REVIEW: Mark Rylance shines in a sumptuous “Farinelli and the King”
It feels trite at this point, but it is nevertheless true that to see Academy and Tony Award winner Mark Rylance (“Jerusalem”, “Twelfth Night”) on the stage is to witness the sublime.
As King Philippe V of Spain (1683-1746) in the grip of madness—now thought to be bipolar disorder—Mr. Rylance is simply captivating in every single minute of his amusing and charming stage time in Shakespeare’s Globe’s production of “Farinelli and the King”, a new play by Claire van Kampen (incidentally, Mr. Rylance’s wife) that opened tonight at the beautiful Belasco Theatre on Broadway.
As the play begins, Mr. Rylance is wheeled out on a day bed, clad in a nightgown, clutching a fish bowl, having a full-on conversation with his goldfish. This is the King of 18th century Spain, the first Frenchman to hold the title and the longest serving monarch in Spain’s history. He’s gone mad, given to fits of erratic behavior and deep depression, keeping odd hours, plagued by insomnia, often going without bathing or shaving for weeks. The true story of King Philippe’s wild moods is well-documented, and makes for a fascinating character and story in this light play.

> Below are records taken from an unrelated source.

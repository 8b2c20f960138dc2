use serde::{Deserialize, Serialize};

/// Access discipline settings.
#[derive(Debug, Clone, PartialEq, Eq, Serialize, Deserialize)]
#[serde(default)]
pub struct AccessConfig {
    /// OS name of the dedicated write thread.
    pub write_thread_name: String,
    /// How many times a cancellable read is restarted after yielding to a
    /// writer before giving up.
    pub cancellable_read_attempts: u32,
}

impl Default for AccessConfig {
    fn default() -> Self {
        Self {
            write_thread_name: "tether-write".to_string(),
            cancellable_read_attempts: 10,
        }
    }
}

Mr. Rylance is a singular and total actor who does not “act” so much as “become”. His King Philippe is blunt, bumbling, playful, and pitiful. It is a joy to observe him in this generous and illuminating performance.
The play itself, though, is nothing special, the plot thin and its execution serviceable. But, luckily, the sum of this sumptuous, music-infused production is greater than its parts, thanks to a sterling design by Jonathan Fensom, smart direction by John Dove, and suite of wonderful performances by Mr. Rylance; Sam Crane, as celebrated 18th century Italian castrato singer Farinelli (1705-1782); and Melody Grove, as Isabella Farnese (1692-1766), the Italian-born Queen consort of Spain (Philippe’s wife).
As the court is awash with intrigue marshaled by Don Sebastian De La Cuadra (1687-1766) (Edward Peel), the Queen visits London where she discovers Farinelli, successfully wooing him back to Madrid and keenly predicting that his now-legendary boy soprano voice would lift the King’s spirits, mellow his mood, and preserve his crown.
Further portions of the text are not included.